## SUPPLIED DATA:
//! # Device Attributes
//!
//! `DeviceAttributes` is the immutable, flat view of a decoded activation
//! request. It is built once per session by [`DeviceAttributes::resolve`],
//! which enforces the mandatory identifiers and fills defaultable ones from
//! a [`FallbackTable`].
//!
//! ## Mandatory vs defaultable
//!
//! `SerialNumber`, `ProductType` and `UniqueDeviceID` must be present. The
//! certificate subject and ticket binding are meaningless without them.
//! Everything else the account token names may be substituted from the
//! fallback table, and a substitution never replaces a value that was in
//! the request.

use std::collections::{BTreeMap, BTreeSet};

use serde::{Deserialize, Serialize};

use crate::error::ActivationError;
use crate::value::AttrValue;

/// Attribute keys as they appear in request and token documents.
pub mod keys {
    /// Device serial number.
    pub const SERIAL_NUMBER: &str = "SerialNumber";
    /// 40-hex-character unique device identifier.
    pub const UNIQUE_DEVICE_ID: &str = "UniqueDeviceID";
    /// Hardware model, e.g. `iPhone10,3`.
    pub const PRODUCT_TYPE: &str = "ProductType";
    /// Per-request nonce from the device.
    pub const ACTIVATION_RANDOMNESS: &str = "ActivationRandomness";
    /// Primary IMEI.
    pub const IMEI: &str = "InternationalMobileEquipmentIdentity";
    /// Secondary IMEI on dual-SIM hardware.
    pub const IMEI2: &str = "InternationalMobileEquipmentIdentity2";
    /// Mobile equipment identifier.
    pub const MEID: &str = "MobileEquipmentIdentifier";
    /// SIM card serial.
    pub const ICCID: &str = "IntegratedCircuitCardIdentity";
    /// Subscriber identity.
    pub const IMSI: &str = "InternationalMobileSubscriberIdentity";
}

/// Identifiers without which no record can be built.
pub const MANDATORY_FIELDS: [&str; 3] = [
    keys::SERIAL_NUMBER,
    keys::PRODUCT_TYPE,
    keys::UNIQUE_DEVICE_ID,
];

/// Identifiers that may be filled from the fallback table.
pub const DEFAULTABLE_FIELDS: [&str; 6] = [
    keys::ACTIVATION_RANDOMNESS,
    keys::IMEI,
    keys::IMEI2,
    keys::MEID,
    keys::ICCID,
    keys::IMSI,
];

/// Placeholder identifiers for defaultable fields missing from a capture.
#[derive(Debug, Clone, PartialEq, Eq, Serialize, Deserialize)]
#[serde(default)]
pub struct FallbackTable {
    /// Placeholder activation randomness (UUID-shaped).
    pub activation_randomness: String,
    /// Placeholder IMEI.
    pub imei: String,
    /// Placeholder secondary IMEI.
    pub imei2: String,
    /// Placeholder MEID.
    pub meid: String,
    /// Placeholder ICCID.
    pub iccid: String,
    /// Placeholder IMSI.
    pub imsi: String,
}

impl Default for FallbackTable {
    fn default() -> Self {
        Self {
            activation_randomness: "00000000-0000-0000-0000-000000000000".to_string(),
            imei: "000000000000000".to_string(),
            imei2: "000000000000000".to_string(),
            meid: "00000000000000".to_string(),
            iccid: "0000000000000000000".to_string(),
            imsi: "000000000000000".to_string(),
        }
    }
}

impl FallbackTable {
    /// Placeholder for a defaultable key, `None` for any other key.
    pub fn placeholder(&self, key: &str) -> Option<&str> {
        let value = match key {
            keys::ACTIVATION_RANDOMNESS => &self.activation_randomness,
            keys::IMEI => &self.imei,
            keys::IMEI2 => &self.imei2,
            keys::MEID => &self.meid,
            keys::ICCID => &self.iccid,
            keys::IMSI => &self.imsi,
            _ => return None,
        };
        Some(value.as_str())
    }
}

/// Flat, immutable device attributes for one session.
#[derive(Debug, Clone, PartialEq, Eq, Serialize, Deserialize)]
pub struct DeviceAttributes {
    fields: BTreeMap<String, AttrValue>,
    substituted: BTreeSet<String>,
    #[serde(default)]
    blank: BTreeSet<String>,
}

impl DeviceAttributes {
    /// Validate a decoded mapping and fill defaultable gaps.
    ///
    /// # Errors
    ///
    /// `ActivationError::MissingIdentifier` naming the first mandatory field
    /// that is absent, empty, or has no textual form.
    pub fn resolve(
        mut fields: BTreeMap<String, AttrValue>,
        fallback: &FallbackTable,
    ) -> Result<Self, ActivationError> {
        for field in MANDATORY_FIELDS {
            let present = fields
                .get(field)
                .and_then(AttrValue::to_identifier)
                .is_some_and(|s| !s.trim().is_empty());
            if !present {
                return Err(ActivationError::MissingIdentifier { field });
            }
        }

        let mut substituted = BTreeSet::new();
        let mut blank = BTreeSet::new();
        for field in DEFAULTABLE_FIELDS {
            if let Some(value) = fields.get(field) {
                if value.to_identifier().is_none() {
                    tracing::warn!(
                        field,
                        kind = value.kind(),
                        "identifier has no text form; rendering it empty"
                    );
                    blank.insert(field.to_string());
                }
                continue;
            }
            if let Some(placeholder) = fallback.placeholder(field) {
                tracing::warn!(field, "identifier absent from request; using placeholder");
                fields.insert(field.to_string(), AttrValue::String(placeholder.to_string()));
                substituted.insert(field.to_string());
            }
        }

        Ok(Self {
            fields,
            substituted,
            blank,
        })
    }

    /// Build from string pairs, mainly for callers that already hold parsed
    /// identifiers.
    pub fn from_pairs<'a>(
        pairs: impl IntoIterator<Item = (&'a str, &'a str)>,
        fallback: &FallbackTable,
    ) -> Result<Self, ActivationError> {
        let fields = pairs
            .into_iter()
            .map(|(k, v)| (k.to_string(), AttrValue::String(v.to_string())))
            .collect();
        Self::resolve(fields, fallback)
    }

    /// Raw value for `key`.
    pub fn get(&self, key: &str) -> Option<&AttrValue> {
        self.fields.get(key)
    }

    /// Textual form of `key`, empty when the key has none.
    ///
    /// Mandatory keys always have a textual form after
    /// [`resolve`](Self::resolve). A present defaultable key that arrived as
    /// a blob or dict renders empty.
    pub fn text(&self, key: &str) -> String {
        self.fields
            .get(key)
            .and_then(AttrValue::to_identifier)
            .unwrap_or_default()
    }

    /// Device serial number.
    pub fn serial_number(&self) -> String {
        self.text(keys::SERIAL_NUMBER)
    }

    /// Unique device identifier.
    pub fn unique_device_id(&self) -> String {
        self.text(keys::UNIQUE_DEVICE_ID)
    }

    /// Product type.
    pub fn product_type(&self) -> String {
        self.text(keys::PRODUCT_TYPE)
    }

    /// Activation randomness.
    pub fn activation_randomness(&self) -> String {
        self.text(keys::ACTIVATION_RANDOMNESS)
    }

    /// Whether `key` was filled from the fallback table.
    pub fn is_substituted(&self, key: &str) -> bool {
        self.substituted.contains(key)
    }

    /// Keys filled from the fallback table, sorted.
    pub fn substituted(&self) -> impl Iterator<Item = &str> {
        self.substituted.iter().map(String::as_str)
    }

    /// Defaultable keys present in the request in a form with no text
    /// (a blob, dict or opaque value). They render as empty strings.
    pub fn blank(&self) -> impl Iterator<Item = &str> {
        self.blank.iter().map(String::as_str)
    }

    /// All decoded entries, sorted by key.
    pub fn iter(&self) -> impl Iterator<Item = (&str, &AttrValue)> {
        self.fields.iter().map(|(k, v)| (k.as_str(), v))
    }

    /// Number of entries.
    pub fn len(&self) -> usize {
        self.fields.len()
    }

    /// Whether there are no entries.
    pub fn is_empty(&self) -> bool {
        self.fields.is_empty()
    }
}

## WHAT THE EXERCISE ASKS:
Return each line of the material in which the string "ProductType" can be found.

## SOLVED EXERCISE:
//! `SerialNumber`, `ProductType` and `UniqueDeviceID` must be present. The
    pub const PRODUCT_TYPE: &str = "ProductType";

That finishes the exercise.